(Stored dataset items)
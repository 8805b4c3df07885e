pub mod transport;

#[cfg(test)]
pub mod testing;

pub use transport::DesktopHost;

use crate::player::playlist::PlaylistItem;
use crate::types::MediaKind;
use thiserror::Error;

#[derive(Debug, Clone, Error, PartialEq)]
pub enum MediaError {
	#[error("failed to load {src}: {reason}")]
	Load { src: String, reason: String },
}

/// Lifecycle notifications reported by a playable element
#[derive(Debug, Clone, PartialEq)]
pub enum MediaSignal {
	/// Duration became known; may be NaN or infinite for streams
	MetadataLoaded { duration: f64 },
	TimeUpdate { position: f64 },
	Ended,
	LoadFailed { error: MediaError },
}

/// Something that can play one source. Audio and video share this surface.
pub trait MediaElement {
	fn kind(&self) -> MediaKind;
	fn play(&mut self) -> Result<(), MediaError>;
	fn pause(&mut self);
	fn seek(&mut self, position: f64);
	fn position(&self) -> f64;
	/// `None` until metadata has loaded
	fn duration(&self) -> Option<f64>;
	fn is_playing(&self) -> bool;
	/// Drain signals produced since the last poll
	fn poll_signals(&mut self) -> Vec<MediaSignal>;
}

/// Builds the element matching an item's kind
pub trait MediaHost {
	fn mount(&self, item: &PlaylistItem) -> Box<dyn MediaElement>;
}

*Description of the task*.
Line by line, copy the records exactly.

*Result*.
repository 8805b4c3df07885e
pub mod transport;

#[cfg(test)]
pub mod testing;

pub use transport::DesktopHost;

use crate::player::playlist::PlaylistItem;
use crate::types::MediaKind;
use thiserror::Error;

#[derive(Debug, Clone, Error, PartialEq)]
pub enum MediaError {
	#[error("failed to load {src}: {reason}")]
	Load { src: String, reason: String },
}

/// Lifecycle notifications reported by a playable element
#[derive(Debug, Clone, PartialEq)]
pub enum MediaSignal {
	/// Duration became known; may be NaN or infinite for streams
	MetadataLoaded { duration: f64 },
	TimeUpdate { position: f64 },
	Ended,
	LoadFailed { error: MediaError },
}

/// Something that can play one source. Audio and video share this surface.
pub trait MediaElement {
	fn kind(&self) -> MediaKind;
	fn play(&mut self) -> Result<(), MediaError>;
	fn pause(&mut self);
	fn seek(&mut self, position: f64);
	fn position(&self) -> f64;
	/// `None` until metadata has loaded
	fn duration(&self) -> Option<f64>;
	fn is_playing(&self) -> bool;
	/// Drain signals produced since the last poll
	fn poll_signals(&mut self) -> Vec<MediaSignal>;
}

/// Builds the element matching an item's kind
pub trait MediaHost {
	fn mount(&self, item: &PlaylistItem) -> Box<dyn MediaElement>;
}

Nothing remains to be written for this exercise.